● Extracted material

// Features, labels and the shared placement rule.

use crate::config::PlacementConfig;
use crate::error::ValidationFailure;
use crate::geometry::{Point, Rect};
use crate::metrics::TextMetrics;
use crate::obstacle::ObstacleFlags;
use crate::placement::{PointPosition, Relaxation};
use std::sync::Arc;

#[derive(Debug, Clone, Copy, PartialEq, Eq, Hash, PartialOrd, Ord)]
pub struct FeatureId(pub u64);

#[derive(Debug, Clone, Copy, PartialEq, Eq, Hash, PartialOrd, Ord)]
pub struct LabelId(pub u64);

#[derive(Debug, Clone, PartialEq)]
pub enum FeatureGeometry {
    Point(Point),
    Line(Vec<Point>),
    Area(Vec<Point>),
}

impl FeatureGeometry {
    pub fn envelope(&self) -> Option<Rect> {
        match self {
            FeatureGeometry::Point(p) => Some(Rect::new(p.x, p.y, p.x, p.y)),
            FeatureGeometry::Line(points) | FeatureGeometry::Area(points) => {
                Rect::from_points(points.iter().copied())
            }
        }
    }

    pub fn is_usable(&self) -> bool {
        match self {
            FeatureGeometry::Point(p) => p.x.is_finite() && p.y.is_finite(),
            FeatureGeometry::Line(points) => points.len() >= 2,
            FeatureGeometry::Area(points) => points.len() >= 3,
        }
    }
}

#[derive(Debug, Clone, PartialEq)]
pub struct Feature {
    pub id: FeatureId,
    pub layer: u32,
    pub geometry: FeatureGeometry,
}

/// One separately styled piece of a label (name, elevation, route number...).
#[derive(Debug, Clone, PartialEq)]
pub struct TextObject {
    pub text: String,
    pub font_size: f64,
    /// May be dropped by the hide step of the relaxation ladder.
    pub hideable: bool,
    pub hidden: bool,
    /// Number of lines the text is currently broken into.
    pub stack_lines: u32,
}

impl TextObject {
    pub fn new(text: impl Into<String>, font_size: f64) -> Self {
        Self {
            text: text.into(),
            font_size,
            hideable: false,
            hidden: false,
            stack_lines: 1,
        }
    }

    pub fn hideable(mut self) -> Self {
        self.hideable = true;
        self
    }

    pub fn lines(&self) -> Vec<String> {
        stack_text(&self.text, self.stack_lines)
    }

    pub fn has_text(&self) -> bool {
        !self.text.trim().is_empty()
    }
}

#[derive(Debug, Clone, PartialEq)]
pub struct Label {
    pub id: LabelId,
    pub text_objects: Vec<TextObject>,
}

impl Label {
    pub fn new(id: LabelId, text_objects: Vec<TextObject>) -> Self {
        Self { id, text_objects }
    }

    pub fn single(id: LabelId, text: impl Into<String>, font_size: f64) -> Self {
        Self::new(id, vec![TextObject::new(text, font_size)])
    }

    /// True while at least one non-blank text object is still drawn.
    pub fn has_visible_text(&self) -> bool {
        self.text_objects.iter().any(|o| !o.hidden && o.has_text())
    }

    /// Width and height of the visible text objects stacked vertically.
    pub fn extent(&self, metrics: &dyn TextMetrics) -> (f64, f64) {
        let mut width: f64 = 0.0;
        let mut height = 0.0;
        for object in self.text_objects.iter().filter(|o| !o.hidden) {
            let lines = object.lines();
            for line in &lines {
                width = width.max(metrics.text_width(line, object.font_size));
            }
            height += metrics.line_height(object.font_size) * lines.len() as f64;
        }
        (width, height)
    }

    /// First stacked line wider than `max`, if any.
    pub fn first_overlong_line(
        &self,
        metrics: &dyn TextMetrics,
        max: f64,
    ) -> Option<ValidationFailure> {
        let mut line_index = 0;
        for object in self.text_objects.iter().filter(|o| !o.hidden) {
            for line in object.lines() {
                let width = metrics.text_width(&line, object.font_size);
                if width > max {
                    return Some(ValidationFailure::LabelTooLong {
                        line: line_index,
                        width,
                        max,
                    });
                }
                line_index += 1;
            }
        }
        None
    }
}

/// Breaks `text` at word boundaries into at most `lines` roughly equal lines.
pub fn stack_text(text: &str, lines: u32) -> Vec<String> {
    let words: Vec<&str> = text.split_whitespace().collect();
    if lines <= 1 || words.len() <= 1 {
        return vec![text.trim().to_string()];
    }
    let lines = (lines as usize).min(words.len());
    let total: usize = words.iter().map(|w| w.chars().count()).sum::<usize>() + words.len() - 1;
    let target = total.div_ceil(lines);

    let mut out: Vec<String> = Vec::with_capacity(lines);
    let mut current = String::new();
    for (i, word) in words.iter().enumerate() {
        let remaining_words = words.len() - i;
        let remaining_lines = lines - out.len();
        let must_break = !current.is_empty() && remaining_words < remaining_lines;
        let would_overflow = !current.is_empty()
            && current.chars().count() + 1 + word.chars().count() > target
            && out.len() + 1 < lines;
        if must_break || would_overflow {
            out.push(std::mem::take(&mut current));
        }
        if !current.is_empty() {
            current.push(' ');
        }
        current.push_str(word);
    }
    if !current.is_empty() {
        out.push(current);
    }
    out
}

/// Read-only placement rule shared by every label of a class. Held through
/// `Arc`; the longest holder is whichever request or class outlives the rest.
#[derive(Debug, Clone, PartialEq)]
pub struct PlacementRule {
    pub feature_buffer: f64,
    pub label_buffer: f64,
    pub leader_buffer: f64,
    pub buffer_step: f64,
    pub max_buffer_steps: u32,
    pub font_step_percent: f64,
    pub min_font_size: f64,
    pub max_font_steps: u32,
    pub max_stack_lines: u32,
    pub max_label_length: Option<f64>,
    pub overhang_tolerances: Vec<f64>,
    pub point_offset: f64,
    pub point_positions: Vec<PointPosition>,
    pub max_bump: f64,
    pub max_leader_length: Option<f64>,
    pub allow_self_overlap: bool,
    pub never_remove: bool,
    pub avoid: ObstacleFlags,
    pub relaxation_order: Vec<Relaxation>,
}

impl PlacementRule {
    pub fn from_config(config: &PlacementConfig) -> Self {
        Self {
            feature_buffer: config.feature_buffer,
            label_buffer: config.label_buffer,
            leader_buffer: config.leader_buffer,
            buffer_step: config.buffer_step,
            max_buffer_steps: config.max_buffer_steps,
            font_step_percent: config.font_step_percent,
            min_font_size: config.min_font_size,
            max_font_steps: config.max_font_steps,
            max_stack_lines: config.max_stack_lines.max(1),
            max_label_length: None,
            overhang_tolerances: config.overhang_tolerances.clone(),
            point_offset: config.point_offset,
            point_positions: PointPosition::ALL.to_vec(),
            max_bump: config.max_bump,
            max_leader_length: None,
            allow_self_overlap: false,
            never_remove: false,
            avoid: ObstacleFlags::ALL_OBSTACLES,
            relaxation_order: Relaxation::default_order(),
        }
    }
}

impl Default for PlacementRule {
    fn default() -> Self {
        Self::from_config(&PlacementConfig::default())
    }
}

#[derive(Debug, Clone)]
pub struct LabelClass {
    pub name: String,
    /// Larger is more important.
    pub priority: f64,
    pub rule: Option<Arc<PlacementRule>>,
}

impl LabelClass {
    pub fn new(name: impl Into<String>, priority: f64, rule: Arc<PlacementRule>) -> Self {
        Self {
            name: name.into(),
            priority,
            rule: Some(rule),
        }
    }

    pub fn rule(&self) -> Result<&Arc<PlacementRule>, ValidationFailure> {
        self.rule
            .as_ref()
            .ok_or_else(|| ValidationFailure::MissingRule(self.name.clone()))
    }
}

--

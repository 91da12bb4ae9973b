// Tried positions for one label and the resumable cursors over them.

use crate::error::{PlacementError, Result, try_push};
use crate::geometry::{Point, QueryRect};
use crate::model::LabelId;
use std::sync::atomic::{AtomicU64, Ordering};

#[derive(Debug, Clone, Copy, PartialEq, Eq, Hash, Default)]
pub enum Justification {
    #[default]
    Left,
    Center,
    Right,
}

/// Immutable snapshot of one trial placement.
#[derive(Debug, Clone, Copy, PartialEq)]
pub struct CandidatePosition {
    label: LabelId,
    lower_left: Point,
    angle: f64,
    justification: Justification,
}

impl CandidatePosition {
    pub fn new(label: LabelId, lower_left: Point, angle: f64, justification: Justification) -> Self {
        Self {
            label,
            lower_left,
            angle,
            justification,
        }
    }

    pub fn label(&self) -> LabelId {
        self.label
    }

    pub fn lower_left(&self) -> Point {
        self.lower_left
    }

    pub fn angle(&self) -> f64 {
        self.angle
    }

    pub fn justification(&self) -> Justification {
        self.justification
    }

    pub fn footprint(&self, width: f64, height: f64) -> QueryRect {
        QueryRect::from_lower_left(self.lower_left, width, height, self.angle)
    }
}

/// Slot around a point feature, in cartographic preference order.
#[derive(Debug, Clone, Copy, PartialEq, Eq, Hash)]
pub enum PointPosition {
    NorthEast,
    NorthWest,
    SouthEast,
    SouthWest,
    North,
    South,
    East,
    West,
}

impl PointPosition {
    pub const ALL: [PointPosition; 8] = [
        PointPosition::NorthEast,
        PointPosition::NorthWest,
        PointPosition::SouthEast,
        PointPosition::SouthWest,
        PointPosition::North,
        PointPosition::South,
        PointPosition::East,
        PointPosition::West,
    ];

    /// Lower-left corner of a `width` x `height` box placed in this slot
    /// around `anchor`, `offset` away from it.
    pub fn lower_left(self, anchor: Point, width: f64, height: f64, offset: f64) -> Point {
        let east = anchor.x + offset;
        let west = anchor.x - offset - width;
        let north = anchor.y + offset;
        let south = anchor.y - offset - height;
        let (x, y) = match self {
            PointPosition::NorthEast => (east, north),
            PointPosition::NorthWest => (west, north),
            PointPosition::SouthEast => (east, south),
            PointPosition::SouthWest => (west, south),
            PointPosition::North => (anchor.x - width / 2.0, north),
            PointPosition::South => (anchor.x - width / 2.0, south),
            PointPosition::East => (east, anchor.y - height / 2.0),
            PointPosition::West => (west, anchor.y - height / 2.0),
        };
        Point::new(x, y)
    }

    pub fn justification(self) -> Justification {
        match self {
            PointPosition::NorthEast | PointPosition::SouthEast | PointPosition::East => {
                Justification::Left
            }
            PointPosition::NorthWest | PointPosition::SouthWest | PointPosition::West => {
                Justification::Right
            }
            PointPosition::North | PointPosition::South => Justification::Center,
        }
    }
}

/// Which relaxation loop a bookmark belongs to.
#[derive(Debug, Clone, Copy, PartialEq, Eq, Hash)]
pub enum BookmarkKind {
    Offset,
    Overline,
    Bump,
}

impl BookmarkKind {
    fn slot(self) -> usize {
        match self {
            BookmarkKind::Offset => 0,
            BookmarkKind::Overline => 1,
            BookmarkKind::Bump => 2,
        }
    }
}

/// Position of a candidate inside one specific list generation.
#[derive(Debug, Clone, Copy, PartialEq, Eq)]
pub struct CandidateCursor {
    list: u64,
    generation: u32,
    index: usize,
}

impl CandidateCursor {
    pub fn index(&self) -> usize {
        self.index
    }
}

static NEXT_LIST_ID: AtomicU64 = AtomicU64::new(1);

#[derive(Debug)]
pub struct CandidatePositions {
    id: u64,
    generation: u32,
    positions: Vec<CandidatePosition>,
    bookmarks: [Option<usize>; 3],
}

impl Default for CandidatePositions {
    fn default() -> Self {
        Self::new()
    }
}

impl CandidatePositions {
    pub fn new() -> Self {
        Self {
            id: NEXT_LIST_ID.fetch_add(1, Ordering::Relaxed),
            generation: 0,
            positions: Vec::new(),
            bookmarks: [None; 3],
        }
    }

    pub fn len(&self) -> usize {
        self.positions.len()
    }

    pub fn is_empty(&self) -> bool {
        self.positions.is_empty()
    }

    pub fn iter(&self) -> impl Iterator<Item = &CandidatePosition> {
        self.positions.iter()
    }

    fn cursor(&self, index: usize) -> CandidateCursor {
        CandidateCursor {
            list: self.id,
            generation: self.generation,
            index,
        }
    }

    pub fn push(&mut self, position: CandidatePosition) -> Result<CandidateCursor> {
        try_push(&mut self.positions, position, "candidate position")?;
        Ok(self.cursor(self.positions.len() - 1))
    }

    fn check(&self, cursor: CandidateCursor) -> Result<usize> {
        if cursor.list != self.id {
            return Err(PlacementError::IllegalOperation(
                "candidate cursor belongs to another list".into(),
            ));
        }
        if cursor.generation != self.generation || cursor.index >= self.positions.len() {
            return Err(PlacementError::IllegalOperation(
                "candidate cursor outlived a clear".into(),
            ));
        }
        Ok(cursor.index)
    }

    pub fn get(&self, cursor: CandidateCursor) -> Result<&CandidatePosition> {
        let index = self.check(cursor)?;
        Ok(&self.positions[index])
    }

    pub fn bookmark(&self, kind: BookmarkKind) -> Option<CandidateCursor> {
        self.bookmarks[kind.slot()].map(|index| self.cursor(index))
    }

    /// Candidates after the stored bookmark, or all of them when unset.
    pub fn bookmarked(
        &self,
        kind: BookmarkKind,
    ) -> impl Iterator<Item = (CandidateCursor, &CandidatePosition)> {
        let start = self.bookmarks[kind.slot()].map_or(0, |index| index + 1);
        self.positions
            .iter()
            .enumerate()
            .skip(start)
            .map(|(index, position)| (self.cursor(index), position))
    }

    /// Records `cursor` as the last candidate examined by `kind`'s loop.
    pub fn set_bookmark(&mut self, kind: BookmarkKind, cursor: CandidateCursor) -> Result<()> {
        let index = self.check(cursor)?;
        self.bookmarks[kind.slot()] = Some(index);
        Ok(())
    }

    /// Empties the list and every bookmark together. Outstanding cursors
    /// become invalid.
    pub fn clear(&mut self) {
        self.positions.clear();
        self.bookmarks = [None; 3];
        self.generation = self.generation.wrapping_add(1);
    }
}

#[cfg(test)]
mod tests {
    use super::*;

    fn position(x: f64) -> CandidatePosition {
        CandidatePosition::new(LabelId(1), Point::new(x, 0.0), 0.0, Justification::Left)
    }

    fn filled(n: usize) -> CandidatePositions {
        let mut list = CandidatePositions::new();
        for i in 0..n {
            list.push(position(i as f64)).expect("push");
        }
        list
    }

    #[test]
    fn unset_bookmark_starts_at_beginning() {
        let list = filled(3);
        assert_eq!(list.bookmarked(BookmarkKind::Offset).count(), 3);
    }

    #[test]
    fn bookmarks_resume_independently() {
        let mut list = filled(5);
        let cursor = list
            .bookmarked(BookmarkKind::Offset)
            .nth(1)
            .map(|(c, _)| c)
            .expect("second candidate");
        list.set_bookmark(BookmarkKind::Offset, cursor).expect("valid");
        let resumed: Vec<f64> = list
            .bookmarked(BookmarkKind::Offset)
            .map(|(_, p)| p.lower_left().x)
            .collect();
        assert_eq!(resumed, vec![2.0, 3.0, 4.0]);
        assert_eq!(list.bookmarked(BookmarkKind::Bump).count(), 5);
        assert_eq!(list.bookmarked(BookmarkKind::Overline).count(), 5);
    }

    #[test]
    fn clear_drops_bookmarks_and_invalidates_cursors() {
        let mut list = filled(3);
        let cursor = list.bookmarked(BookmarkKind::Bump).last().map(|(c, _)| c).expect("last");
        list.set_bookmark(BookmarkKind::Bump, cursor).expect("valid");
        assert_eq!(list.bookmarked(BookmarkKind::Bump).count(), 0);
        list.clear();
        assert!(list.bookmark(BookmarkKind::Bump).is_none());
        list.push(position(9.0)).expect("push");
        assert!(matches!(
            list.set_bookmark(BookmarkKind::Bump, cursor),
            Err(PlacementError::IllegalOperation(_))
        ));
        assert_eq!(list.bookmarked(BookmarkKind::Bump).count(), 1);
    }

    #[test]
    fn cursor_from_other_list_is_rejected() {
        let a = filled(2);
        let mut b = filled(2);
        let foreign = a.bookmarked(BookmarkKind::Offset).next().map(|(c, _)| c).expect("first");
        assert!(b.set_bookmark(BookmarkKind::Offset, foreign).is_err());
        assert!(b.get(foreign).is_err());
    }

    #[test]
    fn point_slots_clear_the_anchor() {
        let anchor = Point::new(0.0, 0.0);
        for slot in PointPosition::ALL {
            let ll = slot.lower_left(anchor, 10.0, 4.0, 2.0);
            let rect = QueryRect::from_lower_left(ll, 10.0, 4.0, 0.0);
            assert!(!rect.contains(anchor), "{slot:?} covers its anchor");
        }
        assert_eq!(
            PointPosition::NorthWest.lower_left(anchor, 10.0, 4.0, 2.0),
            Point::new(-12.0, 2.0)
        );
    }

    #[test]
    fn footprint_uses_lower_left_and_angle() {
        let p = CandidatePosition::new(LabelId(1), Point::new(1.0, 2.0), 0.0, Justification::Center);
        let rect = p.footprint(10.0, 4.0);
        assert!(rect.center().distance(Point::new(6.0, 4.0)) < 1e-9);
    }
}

● The problem
Report every line of the records that contains the word "hidden".

● Your response
    pub hidden: bool,
            hidden: false,
        self.text_objects.iter().any(|o| !o.hidden && o.has_text())
        for object in self.text_objects.iter().filter(|o| !o.hidden) {
        for object in self.text_objects.iter().filter(|o| !o.hidden) {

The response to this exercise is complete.